In 2017, when Pablo was researching U.S. universities from his home in Valencia, Spain, he wanted to find a school with an excellent biomedical engineering program where he could play tennis. He took a chance on Indiana Tech, 4,275 miles away, and found it was the absolute perfect fit—so much so that he earned Outstanding Biomedical Engineering Graduate and Outstanding Overall College of Engineering Graduate honors for 2021.

“The hands-on, project-based and interactive biomedical program prepared me well to be a professional in this industry,” Pablo said.

He cited working with human cadavers during his freshman year and a rigorous Medical Device Design Project course during his junior year as impactful opportunities that helped reinforce everything he was learning during lectures. It laid the foundation for a grueling senior project.

“I was exposed to all phases a medical device project when I developed the Unifying™ Elbow Trauma System by myself,” he said. “I worked tirelessly on this project, and it was personally satisfying to witness its evolution.”

In addition to an intensive, hands-on curriculum, Pablo attributes the university’s committed faculty toward his success as a student.

“Professors are interested in getting to know you very well and helping you; you can rely on them inside and outside the classroom,” he said.
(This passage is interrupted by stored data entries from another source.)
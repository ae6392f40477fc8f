//-
// Licensed under the Apache License, Version 2.0 <LICENSE-APACHE or
// http://www.apache.org/licenses/LICENSE-2.0> or the MIT license
// <LICENSE-MIT or http://opensource.org/licenses/MIT>, at your
// option. This file may not be copied, modified, or distributed
// except according to those terms.

//! Hill-climbing targeted search (§4.5): once an initial `best_scoring`
//! example exists, mutate one of its choices at a time, probing larger
//! and larger steps while the score keeps improving, then refine by
//! halving back down once a probe overshoots. The direction (`+`/`-`)
//! and index are picked independently each round.

use rand::Rng;

use crate::choice::Choice;
use crate::evaluator;
use crate::generator::should_keep_generating;
use crate::possibility::Possibility;
use crate::rng;
#[cfg(test)]
use crate::scope;
use crate::test_case::TestCase;
use crate::test_state::TestState;
use std::time::Instant;

/// Run hill-climbing probes against `ts.best_scoring` until
/// `should_keep_generating` says to stop.
pub fn hill_climb<T>(
    ts: &mut TestState,
    possibility: &impl Possibility<T>,
    property: &impl Fn(&T) -> crate::errors::TestCaseResult,
    start: Instant,
) {
    while should_keep_generating(ts, start) {
        let Some((_, best)) = ts.best_scoring.clone() else {
            return;
        };
        if best.choices.is_empty() {
            return;
        }

        let index = rng::with_task_rng(|r| r.gen_range(0..best.choices.len()));
        let ascend = rng::with_task_rng(|r| r.gen_bool(0.5));

        climb_one_direction(ts, possibility, property, index, ascend, start);
    }
}

/// Probe `+1, +2, +4, +8, ...` (or the mirrored `-1, -2, -4, -8, ...`)
/// while the score improves, then halve the last step back down to
/// refine between the last-good and first-bad probe.
fn climb_one_direction<T>(
    ts: &mut TestState,
    possibility: &impl Possibility<T>,
    property: &impl Fn(&T) -> crate::errors::TestCaseResult,
    index: usize,
    ascend: bool,
    start: Instant,
) {
    let mut step: i128 = 1;
    let mut last_good_step: i128 = 0;

    loop {
        if !should_keep_generating(ts, start) {
            return;
        }
        let signed_step = if ascend { step } else { -step };
        if !probe(ts, possibility, property, index, signed_step) {
            break;
        }
        last_good_step = step;
        step = step.saturating_mul(2);
        if step > u32::MAX as i128 {
            break;
        }
    }

    // Refine: binary search between the last accepted step and the
    // first rejected one.
    let mut lo = last_good_step;
    let mut hi = step;
    while hi - lo > 1 {
        if !should_keep_generating(ts, start) {
            return;
        }
        let mid = lo + (hi - lo) / 2;
        let signed_mid = if ascend { mid } else { -mid };
        if probe(ts, possibility, property, index, signed_mid) {
            lo = mid;
        } else {
            hi = mid;
        }
    }
}

/// Try nudging `best_scoring`'s choice at `index` by `delta`, clamped to
/// `Choice`'s range. Returns whether the probe strictly improved the
/// score (and, if so, it has already replaced `ts.best_scoring`, since
/// `test_function` does that bookkeeping).
fn probe<T>(
    ts: &mut TestState,
    possibility: &impl Possibility<T>,
    property: &impl Fn(&T) -> crate::errors::TestCaseResult,
    index: usize,
    delta: i128,
) -> bool {
    let Some((score_before, best)) = ts.best_scoring.clone() else {
        return false;
    };
    let mut choices = best.choices.clone();
    let current = choices[index] as i128;
    let nudged = (current + delta).clamp(0, Choice::MAX as i128) as Choice;
    if nudged == choices[index] {
        return false;
    }
    choices[index] = nudged;

    let max_size = ts.config.max_choices_per_draw();
    let mut tc = TestCase::with_prefix(
        choices,
        ts.config.rng_seed,
        max_size,
        best.generation,
        best.max_generation,
    );
    evaluator::test_function(ts, &mut tc, possibility, property);

    match &ts.best_scoring {
        Some((score_after, _)) => *score_after > score_before,
        None => false,
    }
}
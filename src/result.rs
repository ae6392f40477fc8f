//-
// Licensed under the Apache License, Version 2.0 <LICENSE-APACHE or
// http://www.apache.org/licenses/LICENSE-2.0> or the MIT license
// <LICENSE-MIT or http://opensource.org/licenses/MIT>, at your
// option. This file may not be copied, modified, or distributed
// except according to those terms.

//! Run-level statistics and the final result taxonomy (§4.10).

use core::time::Duration;
use std::collections::BTreeMap;

use crate::errors::Reason;
use crate::test_case::Attempt;

/// Online mean/variance via Welford's method, so per-call durations don't
/// need to be retained to report statistics.
#[derive(Debug, Clone, Copy, Default)]
pub struct Welford {
    count: u64,
    mean: f64,
    m2: f64,
}

impl Welford {
    /// Fold one more sample in.
    pub fn push(&mut self, x: f64) {
        self.count += 1;
        let delta = x - self.mean;
        self.mean += delta / self.count as f64;
        let delta2 = x - self.mean;
        self.m2 += delta * delta2;
    }

    /// Number of samples folded in so far.
    pub fn count(&self) -> u64 {
        self.count
    }

    /// Running mean, or 0 if no samples yet.
    pub fn mean(&self) -> f64 {
        self.mean
    }

    /// Running (population) variance, or 0 if fewer than 2 samples.
    pub fn variance(&self) -> f64 {
        if self.count < 2 {
            0.0
        } else {
            self.m2 / self.count as f64
        }
    }
}

/// Per-run counters and timing statistics, per §6.4.
#[derive(Debug, Clone, Default)]
pub struct Stats {
    /// Every call into the evaluator, regardless of outcome.
    pub attempts: u64,
    /// Draws accepted as valid (not Overrun/Invalid).
    pub acceptions: u64,
    /// Draws discarded as Invalid.
    pub rejections: u64,
    /// Draws discarded as Overrun.
    pub overruns: u64,
    /// Times the property body actually ran to completion or panicked
    /// (i.e. excludes draws that never reached user code).
    pub invocations: u64,
    /// Successful shrink steps across the whole run.
    pub shrinks: u64,
    /// Times a targeting probe improved on the current best score.
    pub improvements: u64,
    /// Online stats for the time spent drawing each example.
    pub generation_time: Welford,
    /// Online stats for the time spent running the property body.
    pub run_time: Welford,
    /// Wall-clock time for the whole run.
    pub wall_time: Duration,
}

/// The final outcome of a run, per §4.10.
#[derive(Debug, Clone)]
pub enum RunResult<Args> {
    /// No interesting example found.
    Pass {
        /// The best-scoring example seen, if targeting was used.
        best_scoring: Option<(f64, Args)>,
        stats: Stats,
    },
    /// A non-throwing counterexample was found and shrunk.
    Fail {
        /// The minimized falsifying arguments.
        example: Args,
        /// The targeting score at the point of failure, if any.
        score: Option<f64>,
        events: Vec<(String, String)>,
        stats: Stats,
    },
    /// A panic was raised and shrunk towards a minimal reproducer.
    Error {
        example: Args,
        reason: Reason,
        events: Vec<(String, String)>,
        stats: Stats,
    },
    /// The configured deadline was reached before any example concluded.
    Timeout { stats: Stats },
    /// Generation or the property itself was not reproducible (§4.7).
    Nondeterministic { detail: String },
}

/// A stable textual key for a property, used by the Example DB. Grounds
/// the normative layout in §6.5: one directory per module, one file per
/// property.
pub fn db_key(module_path: &str, property_name: &str) -> String {
    format!("{module_path}::{property_name}")
}

/// The smallest-known Attempt that raised an error, paired with the
/// heuristic data needed to decide whether a later error is "the same"
/// one (§4.3 step 6).
#[derive(Debug, Clone)]
pub struct TargetError {
    pub attempt: Attempt,
    pub reason: Reason,
    /// A coarse stand-in for "exception type" (Rust panics don't carry a
    /// rich type hierarchy the way exceptions in other languages do):
    /// which built-in payload type the panic carried.
    pub kind: &'static str,
    pub user_stack_depth: usize,
    pub source_frame: Option<String>,
}

/// Per-error-kind warning suppression: once a (kind, source_frame) pair
/// has been reported, further instances are ignored rather than spamming
/// the same warning on every divergent-error shrink attempt.
#[derive(Debug, Clone, Default)]
pub struct ErrorCache {
    seen: BTreeMap<(&'static str, String), ()>,
}

impl ErrorCache {
    /// Record `(kind, source_frame)` as having been warned about, and
    /// report whether this is the first time.
    pub fn warn_once(&mut self, kind: &'static str, source_frame: &str) -> bool {
        let key = (kind, source_frame.to_owned());
        if let std::collections::btree_map::Entry::Vacant(e) = self.seen.entry(key) {
            e.insert(());
            true
        } else {
            false
        }
    }
}
//-
// Licensed under the Apache License, Version 2.0 <LICENSE-APACHE or
// http://www.apache.org/licenses/LICENSE-2.0> or the MIT license
// <LICENSE-MIT or http://opensource.org/licenses/MIT>, at your
// option. This file may not be copied, modified, or distributed
// except according to those terms.

//! The determinism pre-check (§4.7): run the generator twice from the
//! same initial RNG state before searching, and classify whether it's
//! safe to assume replaying a choice sequence reproduces the same value.

use core::any::Any;
use core::fmt::Debug;

use crate::choice::ChoiceResult;
use crate::rng::Seed;
use crate::test_case::TestCase;

/// Classification of a generator (and, transitively, the property built
/// on top of it) produced by running it twice.
#[derive(Debug, Clone, Copy, PartialEq, Eq)]
pub enum Determinism {
    /// Both runs produced equal values (or bit-identical ones, for types
    /// with no real equality). Safe to search and shrink normally.
    Deterministic,
    /// Both runs produced equal-typed values but no meaningful equality
    /// is available to compare them; proceed anyway.
    Indeterminate,
    /// The two runs drew values of different Rust types. Cannot happen in
    /// this crate's statically-typed `Possibility<T>`, kept for parity
    /// with the taxonomy the spec defines for dynamically-typed hosts.
    GenTypeNondeterministic,
    /// One run raised while the other didn't, or the two raised
    /// different errors, or produced different values.
    ThrowsNondeterministic,
}

/// Draw from `gen` twice from the same seed and classify the result.
/// `values_match` should report whether two produced values should be
/// considered equal; pass `None` when `T` has no meaningful equality, in
/// which case two non-erroring draws are reported `Indeterminate`.
pub fn check<T>(
    produce: impl Fn(&mut TestCase) -> ChoiceResult<T>,
    seed: Seed,
    max_size: usize,
    values_match: Option<impl Fn(&T, &T) -> bool>,
) -> Determinism
where
    T: Any,
{
    let mut first_tc = TestCase::new(seed, max_size, 0, 0);
    let first = std::panic::catch_unwind(std::panic::AssertUnwindSafe(|| produce(&mut first_tc)));

    let mut second_tc = TestCase::new(seed, max_size, 0, 0);
    let second = std::panic::catch_unwind(std::panic::AssertUnwindSafe(|| produce(&mut second_tc)));

    match (first, second) {
        (Ok(Ok(a)), Ok(Ok(b))) => match values_match {
            Some(eq) => {
                if eq(&a, &b) {
                    Determinism::Deterministic
                } else {
                    Determinism::ThrowsNondeterministic
                }
            }
            None => Determinism::Indeterminate,
        },
        (Ok(Err(e1)), Ok(Err(e2))) => {
            if e1 == e2 {
                Determinism::Deterministic
            } else {
                Determinism::ThrowsNondeterministic
            }
        }
        (Err(_), Err(_)) => Determinism::ThrowsNondeterministic,
        _ => Determinism::ThrowsNondeterministic,
    }
}

#[cfg(test)]
mod tests {
    use super::*;
    use crate::possibility::{Integers, Possibility};

    #[test]
    fn stable_generator_is_deterministic() {
        let gen = Integers::<i32>::new(0, 1000);
        let outcome = check(
            |tc| gen.produce(tc),
            Seed::Fixed(7),
            64,
            Some(|a: &i32, b: &i32| a == b),
        );
        assert_eq!(outcome, Determinism::Deterministic);
    }

    #[test]
    fn generator_that_panics_once_is_nondeterministic() {
        use core::cell::Cell;
        let calls = Cell::new(0);
        let outcome = check(
            |tc| {
                let n = calls.get();
                calls.set(n + 1);
                if n == 0 {
                    panic!("boom")
                }
                tc.choice(10)
            },
            Seed::Fixed(1),
            64,
            Some(|a: &u64, b: &u64| a == b),
        );
        assert_eq!(outcome, Determinism::ThrowsNondeterministic);
    }
}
After completing a Master of Engineering in Biomedical Engineering at Clemson University in May 2022, Pablo will look for a career in the medical device industry with a priority of helping other.

“My motivation is to improve people’s quality of life by developing medical devices that treat medical conditions, reduce pain and facilitate daily activities.”

Sameh Alsahafi

Sameh Alsahafi

B.S. Energy Engineering, 2019

After graduating in 2019 as Indiana Tech’s Outstanding Energy Engineering graduate, Sameh Alsahafi returned to his home country of Saudi Arabia to work with Saudi Aramco, a petroleum and natural gas company which is one of the largest companies in the world.
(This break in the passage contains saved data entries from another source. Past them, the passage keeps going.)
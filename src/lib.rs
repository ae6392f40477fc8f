//-
// Licensed under the Apache License, Version 2.0 <LICENSE-APACHE or
// http://www.apache.org/licenses/LICENSE-2.0> or the MIT license
// <LICENSE-MIT or http://opensource.org/licenses/MIT>, at your
// option. This file may not be copied, modified, or distributed
// except according to those terms.

//! A choice-sequence driven property-based testing engine.
//!
//! The pieces, roughly bottom-up:
//!
//! - [`choice`] and [`mod@test_case`]: randomness is reified as a stream of
//!   `u64` choices, so shrinking a failing example is just shrinking that
//!   stream.
//! - [`possibility`]: composable generators (`Possibility<T>`) built out
//!   of those choices.
//! - [`scope`]: the ambient "current test case" a property's `produce`,
//!   `assume`, `target`, and `event` calls reach for.
//! - [`evaluator`]: runs one property call and classifies the outcome.
//! - [`generator`], [`targeting`], [`shrink`]: the search loop, the
//!   hill-climbing pass once a scoring target turns up, and the
//!   multi-pass shrinker that runs once something interesting is found.
//! - [`config`] and [`db`]: run configuration and failure persistence.
//!
//! [`check`] ties all of it together into the single entry point most
//! callers need.

pub mod choice;
pub mod config;
pub mod db;
pub mod determinism;
pub mod errors;
pub mod evaluator;
pub mod generator;
pub mod possibility;
pub mod result;
pub mod rng;
pub mod scope;
pub mod shrink;
pub mod targeting;
pub mod test_case;
pub mod test_state;

use core::fmt::Debug;

use crate::config::Config;
use crate::errors::{Reason, TestCaseError};
use crate::possibility::Possibility;
use crate::result::{db_key, RunResult};
use crate::test_case::TestCase;
use crate::test_state::TestState;

/// Run `property` against values drawn from `possibility` under `config`,
/// addressed in the example database by `module_path`/`property_name`.
///
/// This is the single call most callers need: it runs the determinism
/// pre-check (§4.7), drives generation and (if applicable) targeted
/// search (§4.4–§4.5), shrinks whatever interesting example was found
/// (§4.6), and persists or clears the database entry accordingly.
pub fn check<T: Clone + Debug + 'static>(
    config: Config,
    module_path: &str,
    property_name: &str,
    possibility: impl Possibility<T>,
    property: impl Fn(&T) -> crate::errors::TestCaseResult + Clone,
) -> RunResult<T> {
    let key = db_key(module_path, property_name);

    let seed = config.rng_seed;
    let max_size = config.max_choices_per_draw();
    let determinism = determinism::check(
        |tc| possibility.produce(tc),
        seed,
        max_size,
        Option::<fn(&T, &T) -> bool>::None,
    );
    if let determinism::Determinism::ThrowsNondeterministic = determinism {
        return RunResult::Nondeterministic {
            detail: "the generator or property raised inconsistently across two runs \
                     from the same seed"
                .to_owned(),
        };
    }

    let mut ts = TestState::new(config, key);
    ts.generation_indeterminate = Some(determinism);

    generator::generate(&mut ts, &possibility, &property);
    shrink::shrink(&mut ts, &possibility, &property);

    to_run_result(ts, &possibility)
}

fn to_run_result<T: Clone>(
    ts: TestState,
    possibility: &impl Possibility<T>,
) -> RunResult<T> {
    let max_size = ts.config.max_choices_per_draw();
    let replay = |attempt: &test_case::Attempt| -> T {
        let mut tc = TestCase::with_prefix(
            attempt.choices.clone(),
            ts.config.rng_seed,
            max_size,
            attempt.generation,
            attempt.max_generation,
        );
        scope::with_scope(&mut tc, || scope::produce(possibility))
            .expect("a previously-accepted attempt must still replay cleanly")
    };

    if ts.config.timeout.is_some()
        && !ts.has_interesting_example()
        && ts.stats.acceptions == 0
        && ts.stats.wall_time >= ts.config.timeout.unwrap()
    {
        return RunResult::Timeout { stats: ts.stats };
    }

    if let Some(target_err) = &ts.target_err {
        let example = replay(&target_err.attempt);
        return RunResult::Error {
            example,
            reason: target_err.reason.clone(),
            events: Vec::new(),
            stats: ts.stats,
        };
    }

    if let Some(result) = &ts.result {
        let example = replay(result);
        let score = ts
            .best_scoring
            .as_ref()
            .filter(|(_, a)| a == result)
            .map(|(s, _)| *s);
        return RunResult::Fail {
            example,
            score,
            events: Vec::new(),
            stats: ts.stats,
        };
    }

    let best_scoring = ts
        .best_scoring
        .as_ref()
        .map(|(score, attempt)| (*score, replay(attempt)));
    RunResult::Pass {
        best_scoring,
        stats: ts.stats,
    }
}

/// Build a `TestError`-style message for a `RunResult::Fail`/`Error`,
/// mirroring the final report a harness would print.
pub fn describe_failure<T: Debug>(reason: &Reason, example: &T) -> String {
    format!("falsified: {reason}.\nminimal failing input: {example:#?}")
}

#[allow(dead_code)]
fn _assert_error_from_choice_error_compiles(e: choice::ChoiceError) -> TestCaseError {
    e.into()
}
While at Indiana Tech, Sam not only excelled at his studies and made the dean’s list each year, but he did so while regularly commuting to Fort Wayne from Indianapolis after his sophomore year.

“Dr. Renie pushed me very hard to achieve my goals,” Sam said about the support and encouragement he received from associate professor of mechanical and energy engineering, Dr. John Renie. “He said to me, ‘You can do it! Don’t worry about anything else. Just work hard, stay focused on your goal and you will achieve it. And, I am always here to help.’ ”

Joseph Miller

Joey Miller

B.S. Cybersecurity, 2018

When Joey was researching colleges, he knew he wanted to be a part of a smaller university environment with quality campus facilities. Indiana Tech fit the bill, and then some.
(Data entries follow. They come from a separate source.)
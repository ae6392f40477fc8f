//-
// Licensed under the Apache License, Version 2.0 <LICENSE-APACHE or
// http://www.apache.org/licenses/LICENSE-2.0> or the MIT license
// <LICENSE-MIT or http://opensource.org/licenses/MIT>, at your
// option. This file may not be copied, modified, or distributed
// except according to those terms.

//! End-to-end scenarios for the search-and-shrink pipeline, run through
//! the top-level [`conjecture::check`] entry point rather than any one
//! module in isolation.

use std::time::{Duration, Instant};

use conjecture::config::Config;
use conjecture::db::{DirectoryDatabase, NoOpDatabase};
use conjecture::errors::{TestCaseError, TestCaseResult};
use conjecture::possibility::{Integers, Pairs, Vectors};
use conjecture::result::RunResult;
use conjecture::rng::Seed;
use conjecture::scope;

fn config_with_seed(cases: u32, seed: u64) -> Config {
    let mut config = Config::with_cases(cases);
    config.rng_seed = Seed::Fixed(seed);
    config.db = Box::new(NoOpDatabase);
    config
}

/// S1: a vector of integers in `[0, 10_000]` whose sum exceeds 1000
/// shrinks towards a minimal 2-element witness.
#[test]
fn s1_vector_sum_shrinks_to_a_minimal_witness() {
    let possibility = Vectors::new(Integers::<i64>::new(0, 10_000), 0, 1000);
    let property = |v: &Vec<i64>| -> TestCaseResult {
        if v.iter().sum::<i64>() > 1000 {
            Err(TestCaseError::fail("sum exceeded 1000"))
        } else {
            Ok(())
        }
    };

    let result = conjecture::check(
        config_with_seed(500, 11),
        "scenarios",
        "s1_vector_sum",
        possibility,
        property,
    );

    match result {
        RunResult::Fail { example, .. } => {
            assert!(example.iter().sum::<i64>() > 1000);
            assert!(
                example.len() <= 2,
                "expected a near-minimal vector, got {example:?}",
                example = example
            );
        }
        other => panic!("expected Fail, got {other:?}", other = other),
    }
}

/// S2: two integers in `[0, 1000]` summing to more than 1000 shrinks
/// towards `(1, 1000)` or an equivalent minimal pair.
#[test]
fn s2_two_integers_shrink_to_a_minimal_pair() {
    let possibility = Pairs::new(Integers::<i64>::new(0, 1000), Integers::<i64>::new(0, 1000));
    let property = |(a, b): &(i64, i64)| -> TestCaseResult {
        if a + b > 1000 {
            Err(TestCaseError::fail("sum exceeded 1000"))
        } else {
            Ok(())
        }
    };

    let result = conjecture::check(
        config_with_seed(500, 5),
        "scenarios",
        "s2_pair_sum",
        possibility,
        property,
    );

    match result {
        RunResult::Fail { example: (a, b), .. } => {
            assert!(a + b > 1000);
            assert!(
                a.min(b) <= 1,
                "expected one side near 0 or 1, got ({a}, {b})",
                a = a,
                b = b
            );
        }
        other => panic!("expected Fail, got {other:?}", other = other),
    }
}

/// S3: targeting a fixed value via `target(-|RANDOM_TARGET - n|)` finds
/// it in far fewer than 10,000 attempts.
#[test]
fn s3_targeting_finds_a_fixed_value_quickly() {
    const RANDOM_TARGET: i64 = 8321;
    let possibility = Integers::<i64>::new(0, 100_000);
    let property = |n: &i64| -> TestCaseResult {
        scope::target(-((RANDOM_TARGET - n).abs() as f64));
        if *n == RANDOM_TARGET {
            Err(TestCaseError::fail("hit the target"))
        } else {
            Ok(())
        }
    };

    let mut config = config_with_seed(10_000, 0);
    config.buffer_size = 64;
    let result = conjecture::check(config, "scenarios", "s3_target", possibility, property);

    match result {
        RunResult::Fail { example, stats, .. } => {
            assert_eq!(example, RANDOM_TARGET);
            assert!(
                stats.attempts < 10_000,
                "expected far fewer than 10,000 attempts, used {attempts}",
                attempts = stats.attempts
            );
        }
        other => panic!("expected Fail, got {other:?}", other = other),
    }
}

/// S4: a panic raised when `i >= -5` reports the minimal example and
/// attributes the error to the property body.
#[test]
fn s4_panic_reports_minimal_example_and_attributes_to_the_property() {
    let possibility = Integers::<i8>::new(-128, 127);
    let property = |i: &i8| -> TestCaseResult {
        assert!(*i > -5, "i={i} must be greater than -5", i = i);
        Ok(())
    };

    let result = conjecture::check(
        config_with_seed(500, 0),
        "scenarios",
        "s4_panic",
        possibility,
        property,
    );

    match result {
        RunResult::Error { example, reason, .. } => {
            assert_eq!(example, -5);
            assert!(reason.message().contains("i=-5"));
        }
        other => panic!("expected Error, got {other:?}", other = other),
    }
}

/// S5: a property that sleeps past a short deadline reports Pass with
/// fewer than the configured example budget and doesn't run far past
/// the deadline.
#[test]
fn s5_deadline_bounds_total_runtime() {
    let possibility = Integers::<i32>::new(0, 10);
    let property = |_n: &i32| -> TestCaseResult {
        std::thread::sleep(Duration::from_millis(10));
        Ok(())
    };

    let mut config = config_with_seed(100, 19);
    config.timeout = Some(Duration::from_millis(100));

    let start = Instant::now();
    let result = conjecture::check(config, "scenarios", "s5_deadline", possibility, property);
    let elapsed = start.elapsed();

    match result {
        RunResult::Pass { stats, .. } => {
            assert!(stats.acceptions < 100);
            assert!(
                elapsed <= Duration::from_millis(100 + 50),
                "expected to stop near the deadline, took {elapsed:?}",
                elapsed = elapsed
            );
        }
        other => panic!("expected Pass, got {other:?}", other = other),
    }
}

/// A previously persisted failure replays as the same example on the
/// next run, even with a budget too small to rediscover it by fresh
/// search (`max_examples = 1`).
#[test]
fn replay_reproduces_a_persisted_failure() {
    let dir = tempfile::tempdir().unwrap();
    let possibility = || Integers::<i64>::new(0, 1_000_000);
    let property = |n: &i64| -> TestCaseResult {
        if *n > 123_456 {
            Err(TestCaseError::fail("n exceeded 123456"))
        } else {
            Ok(())
        }
    };

    let mut first_config = Config::with_cases(2000);
    first_config.rng_seed = Seed::Fixed(29);
    first_config.db = Box::new(DirectoryDatabase::new(dir.path()));
    let first = conjecture::check(
        first_config,
        "scenarios",
        "replay_reproduces",
        possibility(),
        property,
    );
    let first_example = match first {
        RunResult::Fail { example, .. } => example,
        other => panic!("expected Fail on first run, got {other:?}", other = other),
    };

    let mut second_config = Config::with_cases(1);
    second_config.rng_seed = Seed::Fixed(31);
    second_config.db = Box::new(DirectoryDatabase::new(dir.path()));
    let second = conjecture::check(
        second_config,
        "scenarios",
        "replay_reproduces",
        possibility(),
        property,
    );

    match second {
        RunResult::Fail { example, .. } => assert_eq!(example, first_example),
        other => panic!("expected Fail on replay, got {other:?}", other = other),
    }
}

/// S6: a property that always rejects its input passes vacuously, with
/// zero acceptions and at least one rejection.
#[test]
fn s6_always_rejecting_property_passes_vacuously() {
    let possibility = Integers::<i32>::new(0, 10);
    let property = |_n: &i32| -> TestCaseResult { scope::reject() };

    let result = conjecture::check(
        config_with_seed(100, 23),
        "scenarios",
        "s6_vacuous",
        possibility,
        property,
    );

    match result {
        RunResult::Pass { stats, .. } => {
            assert_eq!(stats.acceptions, 0);
            assert!(stats.rejections > 0);
        }
        other => panic!("expected Pass, got {other:?}", other = other),
    }
}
“The small class sizes and personal interactions with professors and other faculty members helped prepare me for communicating effectively in a business environment,” said the Rockford, Illinois, native. “I met friends that I am positive I will keep in touch with for years to come, too.”

When he left Indiana Tech to work for Ticomix, a custom software development company based in Loves Park, Illinois, Joey had no doubt he was ready to enter the workforce.

“Indiana Tech’s Career Center does great work preparing students for the job market, and it helped me form a baseline of what to expect outside the classroom,” Joey said. “My degree covered the core concepts I needed, and the senior presentation experience proved helpful when I was asked to give a presentation to prospective clients a few weeks into full-time work.”

Joey is now a senior programmer/analyst with Indiana Tech’s information technology department.

Thomas Rodda

Thomas Rodda

B.S. Software Engineering, 2010

When Thomas Rodda was a student at Indiana Tech, he scored an internship as a web development intern at Aptera Software. Since then, he has gone on to work for Symantec, as a software quality assurance engineer, and, more recently, to computer giant Apple Computer, as a technical program manager.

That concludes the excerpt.